What event precipitated the inflection around 1980? What broke the United States out of a nearly-four-decade period of stable, low inequality? There are theories. Reagan-era tax policy changes may have altered the distribution of reported income. Things like the decline of labor unions, the shrinking real value of the minimum wage, the rise in low-skilled immigration, international trade, skill-biased technological change, they come up. But can we peg them to that very clear turning point?
Let me pose another hypothesis: that inequality at the very top end of the income distribution began to rise because a prominent new scientific argument gave intellectual cover to those in a position to claim a greater share of the economy's spoils. What prominent new argument? Sherwin Rosen's classic paper, "The Economics of Superstars," published in the American Economic Review in 1981.
Let's take a step back. Economic theory suggests that in competitive labor markets, workers are paid the value of what they produce for their employer. The key word here being "competitive." Vast numbers of workers are not paid the value of what they produce. Take schoolteachers. Recent research suggests the value that high-performing teachers add to society might run more than a quarter-million dollars per year, based on the future outcomes of the students they teach. Yet the average teacher is paid closer to a fifth of that amount. The standard theoretical retort to this sort of observation goes back to the word "competitive." Labor markets may not, in fact, be competitive all the time. Teachers living in one location, for example, may discover that there's only one school system for which they might reasonably work.
There's a broader shortcoming to economic theory in the labor market, which posits that people must be paid to work because otherwise they would just consume leisure all the time. This argument disregards the key role that work plays in determining self-worth. People, in many cases, have a need to work and will do it for free if they can't find a way to be paid for it.
Set theory aside. The key point: in reality compensation reflects much more than the value of what one produces. It reflects bargaining power, social norms over what is acceptable, non-monetary aspects of employment like prestige, fringe benefits, and working conditions, and more.
Enter Rosen. The key argument of his paper: modern technology has produced scenarios where the very best performers in certain fields provide value to a vast number of people. Collecting even a small payment from each of them yields a very large reward. "Performer" being a key descriptor of the type of work being done.
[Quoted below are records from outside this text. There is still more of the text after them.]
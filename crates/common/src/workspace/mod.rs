//! Workspace export
//!
//! Pushes analyses into a page/database workspace (Notion API). Every call
//! takes the caller's workspace credential explicitly; nothing is cached.

use crate::analysis::Analysis;
use crate::config::WorkspaceConfig;
use crate::errors::{AppError, Result, Upstream};
use crate::metrics::{record_export_row, UpstreamTimer};
use crate::papers::Paper;
use async_trait::async_trait;
use serde::{Deserialize, Serialize};
use serde_json::{json, Map, Value};
use std::sync::atomic::{AtomicUsize, Ordering};
use std::time::Duration;
use tokio::sync::RwLock;

/// Workspace rich text blocks are capped at this many characters
pub const RICH_TEXT_LIMIT: usize = 2000;

/// Text properties of the export schema, in column order
const TEXT_PROPERTIES: &[&str] = &[
    "Summary",
    "Authors",
    "Key Findings",
    "Methodology",
    "Limitations",
    "Future Work",
    "Impact",
];

/// A database in the caller's workspace
#[derive(Debug, Clone, PartialEq, Eq, Serialize, Deserialize)]
pub struct WorkspaceDatabase {
    pub id: String,
    pub title: String,
    #[serde(default, skip_serializing_if = "Option::is_none")]
    pub url: Option<String>,
}

/// One exported row
#[derive(Debug, Clone, PartialEq, Serialize, Deserialize)]
pub struct WorkspaceRecord {
    pub id: String,
    #[serde(default, skip_serializing_if = "Option::is_none")]
    pub url: Option<String>,
    pub properties: Value,
}

/// Trait for workspace export targets
#[async_trait]
pub trait WorkspaceExporter: Send + Sync {
    /// Databases visible to the credential
    async fn list_databases(&self, credential: &str) -> Result<Vec<WorkspaceDatabase>>;

    /// Create a database with the export schema under a parent page
    async fn create_database(
        &self,
        credential: &str,
        title: &str,
        parent_page_id: &str,
    ) -> Result<WorkspaceDatabase>;

    /// Append one paper and its analysis as a row
    async fn add_record(
        &self,
        credential: &str,
        database_id: &str,
        paper: &Paper,
        analysis: &Analysis,
    ) -> Result<WorkspaceRecord>;
}

fn require_credential(credential: &str) -> Result<&str> {
    let credential = credential.trim();
    if credential.is_empty() {
        return Err(AppError::Unauthorized {
            message: "No access token provided".to_string(),
        });
    }
    Ok(credential)
}

fn truncate(text: &str) -> String {
    text.chars().take(RICH_TEXT_LIMIT).collect()
}

fn rich_text(text: &str) -> Value {
    json!({ "rich_text": [{ "type": "text", "text": { "content": truncate(text) } }] })
}

/// Property schema of an export database
pub fn database_schema() -> Value {
    let mut properties = Map::new();
    properties.insert("Title".into(), json!({ "title": {} }));
    for name in TEXT_PROPERTIES {
        properties.insert((*name).into(), json!({ "rich_text": {} }));
    }
    properties.insert("Tags".into(), json!({ "multi_select": { "options": [] } }));
    properties.insert("URL".into(), json!({ "url": {} }));
    Value::Object(properties)
}

/// Row properties for one paper. Lists become newline-joined text, except
/// tags which become multi-select options.
pub fn record_properties(paper: &Paper, analysis: &Analysis) -> Value {
    json!({
        "Title": { "title": [{ "type": "text", "text": { "content": truncate(&paper.title) } }] },
        "Summary": rich_text(&analysis.summary),
        "Authors": rich_text(&paper.author_names()),
        "Tags": {
            "multi_select": analysis.tags.iter().map(|tag| json!({ "name": tag })).collect::<Vec<_>>()
        },
        "Key Findings": rich_text(&analysis.key_findings.join("\n")),
        "Methodology": rich_text(&analysis.methodology),
        "Limitations": rich_text(&analysis.limitations.join("\n")),
        "Future Work": rich_text(&analysis.future_work.join("\n")),
        "Impact": rich_text(&analysis.impact),
        "URL": { "url": paper.url },
    })
}

/// Plain text of a title array
fn plain_title(value: &Value) -> String {
    value
        .as_array()
        .map(|parts| {
            parts
                .iter()
                .filter_map(|part| part.get("plain_text").or_else(|| part.pointer("/text/content")))
                .filter_map(Value::as_str)
                .collect::<String>()
        })
        .unwrap_or_default()
}

fn database_from_value(value: &Value) -> Result<WorkspaceDatabase> {
    let id = value
        .get("id")
        .and_then(Value::as_str)
        .ok_or_else(|| AppError::MalformedResponse {
            service: Upstream::Workspace,
            message: "database object without id".to_string(),
        })?;

    Ok(WorkspaceDatabase {
        id: id.to_string(),
        title: value.get("title").map(plain_title).unwrap_or_default(),
        url: value.get("url").and_then(Value::as_str).map(String::from),
    })
}

/// Notion REST client
pub struct NotionClient {
    client: reqwest::Client,
    base_url: String,
    api_version: String,
}

impl NotionClient {
    pub fn new(config: &WorkspaceConfig) -> Result<Self> {
        let client = reqwest::Client::builder()
            .timeout(Duration::from_secs(30))
            .build()?;

        Ok(Self {
            client,
            base_url: config.base_url.trim_end_matches('/').to_string(),
            api_version: config.api_version.clone(),
        })
    }

    async fn post(&self, credential: &str, path: &str, body: Value) -> Result<Value> {
        let url = format!("{}/{}", self.base_url, path);
        let timer = UpstreamTimer::start(Upstream::Workspace);

        let result = async {
            let response = self
                .client
                .post(&url)
                .bearer_auth(credential)
                .header("Notion-Version", &self.api_version)
                .json(&body)
                .send()
                .await
                .map_err(|e| AppError::upstream(Upstream::Workspace, e.to_string()))?;

            if !response.status().is_success() {
                let status = response.status();
                let body = response.text().await.unwrap_or_default();
                return Err(AppError::upstream(
                    Upstream::Workspace,
                    format!("API error {}: {}", status, body),
                ));
            }

            response
                .json::<Value>()
                .await
                .map_err(|e| AppError::MalformedResponse {
                    service: Upstream::Workspace,
                    message: e.to_string(),
                })
        }
        .await;

        timer.finish(result.is_ok());
        result
    }
}

#[async_trait]
impl WorkspaceExporter for NotionClient {
    async fn list_databases(&self, credential: &str) -> Result<Vec<WorkspaceDatabase>> {
        let credential = require_credential(credential)?;

        let body = json!({ "filter": { "property": "object", "value": "database" } });
        let response = self.post(credential, "search", body).await?;

        let results = response
            .get("results")
            .and_then(Value::as_array)
            .map(Vec::as_slice)
            .unwrap_or_default();

        results.iter().map(database_from_value).collect()
    }

    async fn create_database(
        &self,
        credential: &str,
        title: &str,
        parent_page_id: &str,
    ) -> Result<WorkspaceDatabase> {
        let credential = require_credential(credential)?;

        let body = json!({
            "parent": { "type": "page_id", "page_id": parent_page_id },
            "title": [{ "type": "text", "text": { "content": title, "link": null } }],
            "properties": database_schema(),
        });

        let response = self.post(credential, "databases", body).await?;
        let database = database_from_value(&response)?;

        tracing::info!(database_id = %database.id, "Workspace database created");
        Ok(database)
    }

    async fn add_record(
        &self,
        credential: &str,
        database_id: &str,
        paper: &Paper,
        analysis: &Analysis,
    ) -> Result<WorkspaceRecord> {
        let credential = require_credential(credential)?;

        let properties = record_properties(paper, analysis);
        let body = json!({
            "parent": { "database_id": database_id },
            "properties": properties,
        });

        let response = self.post(credential, "pages", body).await?;
        let id = response
            .get("id")
            .and_then(Value::as_str)
            .ok_or_else(|| AppError::MalformedResponse {
                service: Upstream::Workspace,
                message: "page object without id".to_string(),
            })?;

        record_export_row();
        Ok(WorkspaceRecord {
            id: id.to_string(),
            url: response.get("url").and_then(Value::as_str).map(String::from),
            properties: response.get("properties").cloned().unwrap_or(properties),
        })
    }
}

#[derive(Default)]
struct WorkspaceState {
    databases: Vec<WorkspaceDatabase>,
    rows: Vec<(String, WorkspaceRecord)>,
}

/// In-process workspace for development and tests
#[derive(Default)]
pub struct InMemoryWorkspace {
    state: RwLock<WorkspaceState>,
    next_id: AtomicUsize,
}

impl InMemoryWorkspace {
    pub fn new() -> Self {
        Self::default()
    }

    /// Rows added to a database, oldest first
    pub async fn rows(&self, database_id: &str) -> Vec<WorkspaceRecord> {
        let state = self.state.read().await;
        state
            .rows
            .iter()
            .filter(|(db, _)| db == database_id)
            .map(|(_, row)| row.clone())
            .collect()
    }

    fn next_id(&self, kind: &str) -> String {
        format!("{}-{}", kind, self.next_id.fetch_add(1, Ordering::SeqCst) + 1)
    }
}

#[async_trait]
impl WorkspaceExporter for InMemoryWorkspace {
    async fn list_databases(&self, credential: &str) -> Result<Vec<WorkspaceDatabase>> {
        require_credential(credential)?;
        Ok(self.state.read().await.databases.clone())
    }

    async fn create_database(
        &self,
        credential: &str,
        title: &str,
        _parent_page_id: &str,
    ) -> Result<WorkspaceDatabase> {
        require_credential(credential)?;

        let database = WorkspaceDatabase {
            id: self.next_id("db"),
            title: title.to_string(),
            url: None,
        };
        self.state.write().await.databases.push(database.clone());
        Ok(database)
    }

    async fn add_record(
        &self,
        credential: &str,
        database_id: &str,
        paper: &Paper,
        analysis: &Analysis,
    ) -> Result<WorkspaceRecord> {
        require_credential(credential)?;

        let mut state = self.state.write().await;
        if !state.databases.iter().any(|db| db.id == database_id) {
            return Err(AppError::upstream(
                Upstream::Workspace,
                format!("Could not find database with ID: {}", database_id),
            ));
        }

        let record = WorkspaceRecord {
            id: self.next_id("page"),
            url: None,
            properties: record_properties(paper, analysis),
        };
        state.rows.push((database_id.to_string(), record.clone()));

        record_export_row();
        Ok(record)
    }
}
That word appears six times in Rosen's text. "Author" appears five times, "musician" three times (along with "violinist" and other such terms), "arts" appears twice, "athlete" appears twice (along with "football" and "basketball" once each).
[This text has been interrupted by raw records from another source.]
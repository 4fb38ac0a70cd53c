//! Paper analysis entity
//!
//! One row per (paper_id, user_id); the pair carries a unique index.

use crate::analysis::Analysis;
use sea_orm::entity::prelude::*;
use serde::{Deserialize, Serialize};

#[derive(Clone, Debug, PartialEq, Eq, DeriveEntityModel, Serialize, Deserialize)]
#[sea_orm(table_name = "paper_analyses")]
pub struct Model {
    #[sea_orm(primary_key, auto_increment = false)]
    pub id: Uuid,
    
    /// Id in the external paper index, not a local foreign key
    #[sea_orm(column_type = "Text")]
    pub paper_id: String,
    
    pub user_id: Uuid,
    
    /// None means unassigned (recents only)
    pub project_id: Option<Uuid>,
    
    /// Paper title at creation time
    #[sea_orm(column_type = "Text")]
    pub title: String,
    
    #[sea_orm(column_type = "JsonBinary")]
    pub analysis: Analysis,
    
    pub created_at: DateTimeWithTimeZone,
    
    pub updated_at: DateTimeWithTimeZone,
}

#[derive(Copy, Clone, Debug, EnumIter, DeriveRelation)]
pub enum Relation {
    #[sea_orm(
        belongs_to = "super::project::Entity",
        from = "Column::ProjectId",
        to = "super::project::Column::Id",
        on_delete = "SetNull"
    )]
    Project,
}

impl Related<super::project::Entity> for Entity {
    fn to() -> RelationDef {
        Relation::Project.def()
    }
}

impl ActiveModelBehavior for ActiveModel {}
"Businessman" appears just twice. Once in a footnote, and once in a concluding quotation taken from earlier work by Alfred Marshall. Rosen intended his idea to be applied in the main to occupations for which new technology had enabled a mass market to enjoy the work of the very best performers. The notion that the argument might apply to the very best chief executives or financiers appears nowhere in Rosen's own words.
Yet in the decades since the release of "The Economics of Superstars" the interpretation has shifted, to serve as an explanation for rising compensation of executives and other businessmen rather than performers more traditionally defined. A Google news search for the terms "Sherwin Rosen," "superstar" along with the word "musician" yields nine hits. Replace the word "musician" with the term "CEO," a term that appears nowhere in the original text, and the hit count quintuples.
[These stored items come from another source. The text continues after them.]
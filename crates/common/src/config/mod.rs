//! Configuration management for PaperLens services
//!
//! Supports loading configuration from:
//! - Environment variables (prefixed with APP__)
//! - Configuration files (config/default, config/{APP_ENV}, config/local)
//! - Default values

use config::{Config, ConfigError, Environment, File};
use serde::{Deserialize, Serialize};
use std::time::Duration;

/// Main application configuration
#[derive(Debug, Clone, Deserialize, Serialize)]
pub struct AppConfig {
    /// Server configuration
    #[serde(default)]
    pub server: ServerConfig,

    /// Relational store configuration
    #[serde(default)]
    pub database: DatabaseConfig,

    /// Identity provider token verification
    #[serde(default)]
    pub auth: AuthConfig,

    /// Bibliographic search API
    #[serde(default)]
    pub paper_index: PaperIndexConfig,

    /// Completion API used for paper analysis
    #[serde(default)]
    pub completion: CompletionConfig,

    /// Page/database workspace API used for export
    #[serde(default)]
    pub workspace: WorkspaceConfig,

    /// Observability configuration
    #[serde(default)]
    pub observability: ObservabilityConfig,

    /// Rate limiting configuration
    #[serde(default)]
    pub rate_limit: RateLimitConfig,
}

#[derive(Debug, Clone, Deserialize, Serialize)]
pub struct ServerConfig {
    /// Host to bind to
    #[serde(default = "default_host")]
    pub host: String,

    /// Port to listen on
    #[serde(default = "default_port")]
    pub port: u16,

    /// Request timeout in seconds
    #[serde(default = "default_request_timeout")]
    pub request_timeout_secs: u64,

    /// Shutdown timeout in seconds
    #[serde(default = "default_shutdown_timeout")]
    pub shutdown_timeout_secs: u64,

    /// Maximum concurrent requests
    #[serde(default = "default_max_concurrent")]
    pub max_concurrent_requests: usize,
}

/// Which store backs projects and analyses
#[derive(Debug, Clone, Copy, Deserialize, Serialize, PartialEq, Eq)]
#[serde(rename_all = "lowercase")]
pub enum StorageProvider {
    Postgres,
    Memory,
}

#[derive(Debug, Clone, Deserialize, Serialize)]
pub struct DatabaseConfig {
    /// postgres or memory
    #[serde(default = "default_storage_provider")]
    pub provider: StorageProvider,

    /// Primary database URL (for writes)
    #[serde(default = "default_database_url")]
    pub url: String,

    /// Read replica URL (optional, falls back to primary)
    pub read_url: Option<String>,

    /// Maximum number of connections
    #[serde(default = "default_max_connections")]
    pub max_connections: u32,

    /// Minimum number of connections
    #[serde(default = "default_min_connections")]
    pub min_connections: u32,

    /// Connection timeout in seconds
    #[serde(default = "default_connect_timeout")]
    pub connect_timeout_secs: u64,

    /// Idle timeout in seconds
    #[serde(default = "default_idle_timeout")]
    pub idle_timeout_secs: u64,

    /// Apply bundled migrations on startup
    #[serde(default = "default_enabled")]
    pub run_migrations: bool,
}

#[derive(Debug, Clone, Deserialize, Serialize)]
pub struct AuthConfig {
    /// Shared secret the identity provider signs access tokens with
    pub jwt_secret: Option<String>,

    /// Expected `aud` claim
    #[serde(default = "default_jwt_audience")]
    pub jwt_audience: String,

    /// Lifetime of locally minted tokens (dev tooling and tests)
    #[serde(default = "default_jwt_expiration")]
    pub jwt_expiration_secs: u64,
}

#[derive(Debug, Clone, Deserialize, Serialize)]
pub struct PaperIndexConfig {
    /// Base URL of the graph API
    #[serde(default = "default_paper_index_url")]
    pub base_url: String,

    /// Optional API key sent as `x-api-key`
    pub api_key: Option<String>,

    /// Maximum results per search
    #[serde(default = "default_search_limit")]
    pub search_limit: usize,
}

#[derive(Debug, Clone, Deserialize, Serialize)]
pub struct CompletionConfig {
    /// Completion provider: openai, mock
    #[serde(default = "default_completion_provider")]
    pub provider: String,

    /// API key for the completion service
    pub api_key: Option<String>,

    /// API base URL (for custom endpoints)
    pub api_base: Option<String>,

    /// Model to use
    #[serde(default = "default_completion_model")]
    pub model: String,

    /// Request timeout in seconds
    #[serde(default = "default_completion_timeout")]
    pub timeout_secs: u64,
}

#[derive(Debug, Clone, Deserialize, Serialize)]
pub struct WorkspaceConfig {
    /// Base URL of the workspace API
    #[serde(default = "default_workspace_url")]
    pub base_url: String,

    /// Value of the API version header
    #[serde(default = "default_workspace_version")]
    pub api_version: String,
}

#[derive(Debug, Clone, Deserialize, Serialize)]
pub struct ObservabilityConfig {
    /// Log level (debug, info, warn, error) or a full EnvFilter directive
    #[serde(default = "default_log_level")]
    pub log_level: String,

    /// Enable JSON logging
    #[serde(default = "default_json_logging")]
    pub json_logging: bool,

    /// Metrics port (0 to disable)
    #[serde(default = "default_metrics_port")]
    pub metrics_port: u16,

    /// Service name reported in logs
    #[serde(default = "default_service_name")]
    pub service_name: String,
}

#[derive(Debug, Clone, Deserialize, Serialize)]
pub struct RateLimitConfig {
    /// Requests per second (global)
    #[serde(default = "default_rate_limit")]
    pub requests_per_second: u32,

    /// Burst capacity
    #[serde(default = "default_burst")]
    pub burst: u32,

    /// Enable rate limiting
    #[serde(default = "default_enabled")]
    pub enabled: bool,
}

// Default value functions
fn default_host() -> String { "0.0.0.0".to_string() }
fn default_port() -> u16 { 8080 }
fn default_request_timeout() -> u64 { 120 }
fn default_shutdown_timeout() -> u64 { 30 }
fn default_max_concurrent() -> usize { 100 }
fn default_storage_provider() -> StorageProvider { StorageProvider::Postgres }
fn default_database_url() -> String { "postgres://localhost/paperlens".to_string() }
fn default_max_connections() -> u32 { 20 }
fn default_min_connections() -> u32 { 2 }
fn default_connect_timeout() -> u64 { 10 }
fn default_idle_timeout() -> u64 { 300 }
fn default_jwt_audience() -> String { "authenticated".to_string() }
fn default_jwt_expiration() -> u64 { 3600 }
fn default_paper_index_url() -> String { "https://api.semanticscholar.org/graph/v1".to_string() }
fn default_search_limit() -> usize { 10 }
fn default_completion_provider() -> String { "openai".to_string() }
fn default_completion_model() -> String { "gpt-4o-mini".to_string() }
fn default_completion_timeout() -> u64 { 60 }
fn default_workspace_url() -> String { "https://api.notion.com/v1".to_string() }
fn default_workspace_version() -> String { "2022-06-28".to_string() }
fn default_log_level() -> String { "info".to_string() }
fn default_json_logging() -> bool { true }
fn default_metrics_port() -> u16 { 9090 }
fn default_service_name() -> String { "paperlens".to_string() }
fn default_rate_limit() -> u32 { 50 }
fn default_burst() -> u32 { 100 }
fn default_enabled() -> bool { true }

impl AppConfig {
    /// Load configuration from environment and files
    pub fn load() -> Result<Self, ConfigError> {
        let env = std::env::var("APP_ENV").unwrap_or_else(|_| "development".to_string());

        let config = Config::builder()
            .set_default("server.host", "0.0.0.0")?
            .set_default("server.port", 8080)?

            .add_source(File::with_name("config/default").required(false))
            .add_source(File::with_name(&format!("config/{}", env)).required(false))
            .add_source(File::with_name("config/local").required(false))

            // e.g., APP__COMPLETION__API_KEY=sk-...
            .add_source(
                Environment::with_prefix("APP")
                    .separator("__")
                    .try_parsing(true)
            )

            .build()?;

        config.try_deserialize()
    }

    /// Get request timeout as Duration
    pub fn request_timeout(&self) -> Duration {
        Duration::from_secs(self.server.request_timeout_secs)
    }

    /// Get shutdown timeout as Duration
    pub fn shutdown_timeout(&self) -> Duration {
        Duration::from_secs(self.server.shutdown_timeout_secs)
    }
}

impl Default for ServerConfig {
    fn default() -> Self {
        Self {
            host: default_host(),
            port: default_port(),
            request_timeout_secs: default_request_timeout(),
            shutdown_timeout_secs: default_shutdown_timeout(),
            max_concurrent_requests: default_max_concurrent(),
        }
    }
}

impl Default for DatabaseConfig {
    fn default() -> Self {
        Self {
            provider: default_storage_provider(),
            url: default_database_url(),
            read_url: None,
            max_connections: default_max_connections(),
            min_connections: default_min_connections(),
            connect_timeout_secs: default_connect_timeout(),
            idle_timeout_secs: default_idle_timeout(),
            run_migrations: default_enabled(),
        }
    }
}

impl Default for AuthConfig {
    fn default() -> Self {
        Self {
            jwt_secret: None,
            jwt_audience: default_jwt_audience(),
            jwt_expiration_secs: default_jwt_expiration(),
        }
    }
}

impl Default for PaperIndexConfig {
    fn default() -> Self {
        Self {
            base_url: default_paper_index_url(),
            api_key: None,
            search_limit: default_search_limit(),
        }
    }
}

impl Default for CompletionConfig {
    fn default() -> Self {
        Self {
            provider: default_completion_provider(),
            api_key: None,
            api_base: None,
            model: default_completion_model(),
            timeout_secs: default_completion_timeout(),
        }
    }
}

impl Default for WorkspaceConfig {
    fn default() -> Self {
        Self {
            base_url: default_workspace_url(),
            api_version: default_workspace_version(),
        }
    }
}

impl Default for ObservabilityConfig {
    fn default() -> Self {
        Self {
            log_level: default_log_level(),
            json_logging: default_json_logging(),
            metrics_port: default_metrics_port(),
            service_name: default_service_name(),
        }
    }
}

impl Default for RateLimitConfig {
    fn default() -> Self {
        Self {
            requests_per_second: default_rate_limit(),
            burst: default_burst(),
            enabled: default_enabled(),
        }
    }
}

impl Default for AppConfig {
    fn default() -> Self {
        Self {
            server: ServerConfig::default(),
            database: DatabaseConfig::default(),
            auth: AuthConfig::default(),
            paper_index: PaperIndexConfig::default(),
            completion: CompletionConfig::default(),
            workspace: WorkspaceConfig::default(),
            observability: ObservabilityConfig::default(),
            rate_limit: RateLimitConfig::default(),
        }
    }
}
So let me claim Rosen's work, which in the most charitable description thought of applications to business leadership only tangentially, was co-opted. Given the key role of social norms in determining what is an "acceptable" level of executive compensation, the scientific cover afforded by the argument that some leaders are, too, "superstars" may be part of the paradigm shift that clearly occurred after 1980. Recognize this: Rosen's work, referenced by many as an explanation for the phenomenon of escalating inequality, antedates what it is claimed to explain.
Maybe executives and financiers are indeed "superstars." The question then is this. What, in the technology of investing or corporate management, plays the role that television, radio, and other technologies played in Rosen's description of the performing arts? And how did that technology manage to emerge only after Rosen wrote his article? There's certainly an argument to be made that Rosen was merely prescient, rather than co-opted, though it should be said that the speculative commentary concluding his paper references "cable, video cassettes, and home computers" (p.857) rather than finance or corporate management. Any effort to distinguish prescience from co-optation would rest heavily on the answers to these two questions.
An intriguing final footnote: Rosen suggested (p.856) that the superstar theory should also apply to economists.